Record set -
——

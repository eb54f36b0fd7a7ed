//! Standalone credential reset callable from page scripts

use crate::storage;
use hotel_console_core::storage::clear_auth_keys;
use hotel_console_core::{ClearOutcome, KeyValueStore};
use wasm_bindgen::prelude::*;

/// Remove every auth-related key from `localStorage` and return how many
/// removals failed, or `-1` when storage is unavailable.
#[wasm_bindgen(js_name = clearAuth)]
pub fn clear_auth() -> i32 {
    let local = storage::local_storage();
    match clear_auth_keys(local.as_ref().map(|s| s as &dyn KeyValueStore)) {
        ClearOutcome::Cleared { failures } => i32::try_from(failures).unwrap_or(i32::MAX),
        ClearOutcome::Unavailable => -1,
    }
}
//! Browser route table

use hotel_console_core::routes::resolve;
use hotel_console_core::{HotelPage, Navigate, Resolution, Route};
use yew::prelude::*;
use yew_router::prelude::*;

#[derive(Clone, Debug, PartialEq, Routable)]
pub enum AppRoute {
    #[at("/sign-in")]
    SignIn,
    #[at("/")]
    Root,
    #[at("/create-hotel")]
    CreateHotel,
    #[at("/hotel/:hotel_id/:page")]
    Hotel { hotel_id: String, page: HotelPage },
    #[not_found]
    #[at("/404")]
    NotFound,
}

impl From<AppRoute> for Route {
    fn from(route: AppRoute) -> Self {
        match route {
            AppRoute::SignIn => Self::SignIn,
            AppRoute::Root => Self::Root,
            AppRoute::CreateHotel => Self::CreateHotel,
            AppRoute::Hotel { hotel_id, page } => Self::Hotel { hotel_id, page },
            AppRoute::NotFound => Self::NotFound,
        }
    }
}

impl From<Route> for AppRoute {
    fn from(route: Route) -> Self {
        match route {
            Route::SignIn => Self::SignIn,
            Route::Root => Self::Root,
            Route::CreateHotel => Self::CreateHotel,
            Route::Hotel { hotel_id, page } => Self::Hotel { hotel_id, page },
            Route::NotFound => Self::NotFound,
        }
    }
}

/// What the outlet does for a matched route, given the auth state
pub fn resolve_route(route: &AppRoute, authenticated: bool) -> Resolution {
    resolve(&Route::from(route.clone()), authenticated)
}

/// History-replacing navigator handed to the session flow
pub struct RouterNavigator(Navigator);

impl RouterNavigator {
    pub const fn new(navigator: Navigator) -> Self {
        Self(navigator)
    }
}

impl Navigate for RouterNavigator {
    fn replace(&self, path: &str) {
        tracing::debug!(path, "Replacing history entry");
        self.0.replace(&AppRoute::from(Route::parse(path)));
    }
}

#[derive(Properties, Clone, PartialEq)]
pub struct ReplaceProps {
    pub to: AppRoute,
}

/// Redirect that replaces the current history entry instead of pushing
#[function_component(Replace)]
pub fn replace(props: &ReplaceProps) -> Html {
    let navigator = use_navigator();

    use_effect_with(props.to.clone(), move |to| {
        if let Some(navigator) = navigator {
            navigator.replace(to);
        }
    });

    html! {}
}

——

Your task is to output the full set of records exactly as presented.

Result of this exercise -
repository eb54f36b0fd7a7ed
//! Standalone credential reset callable from page scripts

use crate::storage;
use hotel_console_core::storage::clear_auth_keys;
use hotel_console_core::{ClearOutcome, KeyValueStore};
use wasm_bindgen::prelude::*;

/// Remove every auth-related key from `localStorage` and return how many
/// removals failed, or `-1` when storage is unavailable.
#[wasm_bindgen(js_name = clearAuth)]
pub fn clear_auth() -> i32 {
    let local = storage::local_storage();
    match clear_auth_keys(local.as_ref().map(|s| s as &dyn KeyValueStore)) {
        ClearOutcome::Cleared { failures } => i32::try_from(failures).unwrap_or(i32::MAX),
        ClearOutcome::Unavailable => -1,
    }
}
//! Browser route table

use hotel_console_core::routes::resolve;
use hotel_console_core::{HotelPage, Navigate, Resolution, Route};
use yew::prelude::*;
use yew_router::prelude::*;

#[derive(Clone, Debug, PartialEq, Routable)]
pub enum AppRoute {
    #[at("/sign-in")]
    SignIn,
    #[at("/")]
    Root,
    #[at("/create-hotel")]
    CreateHotel,
    #[at("/hotel/:hotel_id/:page")]
    Hotel { hotel_id: String, page: HotelPage },
    #[not_found]
    #[at("/404")]
    NotFound,
}

impl From<AppRoute> for Route {
    fn from(route: AppRoute) -> Self {
        match route {
            AppRoute::SignIn => Self::SignIn,
            AppRoute::Root => Self::Root,
            AppRoute::CreateHotel => Self::CreateHotel,
            AppRoute::Hotel { hotel_id, page } => Self::Hotel { hotel_id, page },
            AppRoute::NotFound => Self::NotFound,
        }
    }
}

impl From<Route> for AppRoute {
    fn from(route: Route) -> Self {
        match route {
            Route::SignIn => Self::SignIn,
            Route::Root => Self::Root,
            Route::CreateHotel => Self::CreateHotel,
            Route::Hotel { hotel_id, page } => Self::Hotel { hotel_id, page },
            Route::NotFound => Self::NotFound,
        }
    }
}

/// What the outlet does for a matched route, given the auth state
pub fn resolve_route(route: &AppRoute, authenticated: bool) -> Resolution {
    resolve(&Route::from(route.clone()), authenticated)
}

/// History-replacing navigator handed to the session flow
pub struct RouterNavigator(Navigator);

impl RouterNavigator {
    pub const fn new(navigator: Navigator) -> Self {
        Self(navigator)
    }
}

impl Navigate for RouterNavigator {
    fn replace(&self, path: &str) {
        tracing::debug!(path, "Replacing history entry");
        self.0.replace(&AppRoute::from(Route::parse(path)));
    }
}

#[derive(Properties, Clone, PartialEq)]
pub struct ReplaceProps {
    pub to: AppRoute,
}

/// Redirect that replaces the current history entry instead of pushing
#[function_component(Replace)]
pub fn replace(props: &ReplaceProps) -> Html {
    let navigator = use_navigator();

    use_effect_with(props.to.clone(), move |to| {
        if let Some(navigator) = navigator {
            navigator.replace(to);
        }
    });

    html! {}
}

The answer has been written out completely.